Danish film director

Per Fly Plejdrup (born 14 January 1960) is a Danish film director, generally credited simply as Per Fly. He has made many films and television shows broadcast on Danish television. Per Fly's awards includes the Crown Prince Couple's Culture Prize in 2005.

==Biography==
Fly was born on 14 January 1960 in Skive, Denmark. He graduated from The National Film School of Denmark in 1993. He debuted in 2000 with the feature film Bænken (The Bench), which told the story of Kaj, a man whose life has led him into serious alcoholism. This film was the first part of what would become the Denmark trilogy, which portrayed situations and characters from the lower, upper and middle classes in Denmark, in that order. The stop-motion animation film Prop og Berta (Prop and Berta, 2001) followed Bænken, but was not part of the trilogy. The trilogy continued with Arven (The Inheritance, 2003) depicting the upper class, and the middle class in Drabet (Manslaughter, 2005).
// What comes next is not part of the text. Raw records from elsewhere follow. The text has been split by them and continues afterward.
use std::cmp::Ordering;
use std::collections::BinaryHeap;

use crate::model::TopFile;

/// Bounded top-K selection over a stream of files.
///
/// A fixed-capacity min-heap keyed by file size: below capacity every file
/// is kept; once full, a new file replaces the current minimum only if it
/// is strictly larger. Memory stays at O(capacity) full-path records no
/// matter how many files the scan visits, and the kept set is exactly the
/// K largest, ties broken by encounter order.
#[derive(Debug)]
pub struct TopFiles {
    capacity: usize,
    seq: u64,
    heap: BinaryHeap<HeapEntry>,
}

#[derive(Debug)]
struct HeapEntry {
    size: u64,
    seq: u64,
    file: TopFile,
}

// BinaryHeap is a max-heap, so "greatest" must mean "evict first": the
// smallest size, and among equal sizes the latest-encountered file.
impl Ord for HeapEntry {
    fn cmp(&self, other: &Self) -> Ordering {
        other
            .size
            .cmp(&self.size)
            .then(self.seq.cmp(&other.seq))
    }
}

impl PartialOrd for HeapEntry {
    fn partial_cmp(&self, other: &Self) -> Option<Ordering> {
        Some(self.cmp(other))
    }
}

impl PartialEq for HeapEntry {
    fn eq(&self, other: &Self) -> bool {
        self.size == other.size && self.seq == other.seq
    }
}

impl Eq for HeapEntry {}

impl TopFiles {
    pub fn new(capacity: usize) -> Self {
        Self {
            capacity,
            seq: 0,
            heap: BinaryHeap::with_capacity(capacity + 1),
        }
    }

    /// Offer one file; it is kept only if it belongs in the current top set.
    pub fn accept(&mut self, file: TopFile) {
        let entry = HeapEntry {
            size: file.size,
            seq: self.seq,
            file,
        };
        self.seq += 1;

        if self.heap.len() < self.capacity {
            self.heap.push(entry);
            return;
        }

        if let Some(mut root) = self.heap.peek_mut() {
            // Strictly larger only: an equal size keeps the earlier file
            if entry.size > root.size {
                *root = entry;
            }
        }
    }

    pub fn len(&self) -> usize {
        self.heap.len()
    }

    pub fn is_empty(&self) -> bool {
        self.heap.is_empty()
    }

    /// Largest first; ties in encounter order.
    pub fn into_sorted_vec(self) -> Vec<TopFile> {
        let mut entries = self.heap.into_vec();
        entries.sort_by(|a, b| b.size.cmp(&a.size).then(a.seq.cmp(&b.seq)));
        entries.into_iter().map(|e| e.file).collect()
    }
}

#[cfg(test)]
mod tests {
    use super::*;
    use std::path::PathBuf;

    fn file(name: &str, size: u64) -> TopFile {
        TopFile {
            path: PathBuf::from(name),
            size,
            mtime: 0.0,
        }
    }

    #[test]
    fn test_below_capacity_keeps_everything() {
        let mut top = TopFiles::new(10);
        for i in 0..5 {
            top.accept(file(&format!("f{i}"), i * 100));
        }
        assert_eq!(top.len(), 5);
    }

    #[test]
    fn test_keeps_exactly_the_largest() {
        let mut top = TopFiles::new(3);
        let sizes = [50u64, 900, 10, 300, 700, 42, 800, 5];
        for (i, size) in sizes.iter().enumerate() {
            top.accept(file(&format!("f{i}"), *size));
        }

        let kept: Vec<u64> = top.into_sorted_vec().iter().map(|f| f.size).collect();
        assert_eq!(kept, vec![900, 800, 700]);
    }

    #[test]
    fn test_ties_keep_earlier_encounter() {
        let mut top = TopFiles::new(2);
        top.accept(file("first", 100));
        top.accept(file("second", 100));
        top.accept(file("third", 100));

        let kept = top.into_sorted_vec();
        assert_eq!(kept.len(), 2);
        assert_eq!(kept[0].path, PathBuf::from("first"));
        assert_eq!(kept[1].path, PathBuf::from("second"));
    }

    #[test]
    fn test_larger_file_evicts_latest_of_equal_minimums() {
        let mut top = TopFiles::new(2);
        top.accept(file("early", 5));
        top.accept(file("late", 5));
        top.accept(file("big", 7));

        let kept = top.into_sorted_vec();
        assert_eq!(kept[0].path, PathBuf::from("big"));
        assert_eq!(kept[1].path, PathBuf::from("early"));
    }

    #[test]
    fn test_matches_full_sort_on_random_stream() {
        // Deterministic pseudo-random sizes
        let mut state = 0x2545F491u64;
        let mut sizes = Vec::new();
        for _ in 0..1000 {
            state = state.wrapping_mul(6364136223846793005).wrapping_add(1442695040888963407);
            sizes.push(state >> 40);
        }

        let mut top = TopFiles::new(100);
        for (i, size) in sizes.iter().enumerate() {
            top.accept(file(&format!("f{i}"), *size));
        }

        let mut expected = sizes.clone();
        expected.sort_by(|a, b| b.cmp(a));
        expected.truncate(100);

        let kept: Vec<u64> = top.into_sorted_vec().iter().map(|f| f.size).collect();
        assert_eq!(kept, expected);
    }

    #[test]
    fn test_zero_capacity_keeps_nothing() {
        let mut top = TopFiles::new(0);
        top.accept(file("f", 100));
        assert!(top.is_empty());
    }
}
In 2007 he shot a series entitled Forestillinger, broadcast on Danish television Danmarks Radio. It pivots on the same period of time from the perspective of six different people, whose life situations overlap and intertwine. The meaning of the word Forestillinger is ambiguous in Danish language, and can refer to "conceptions" or (as in "conceptions about one self") as well as "plays" or "shows" in the theatrical sense. It was titled "Performances" for the English-subtitled DVD release.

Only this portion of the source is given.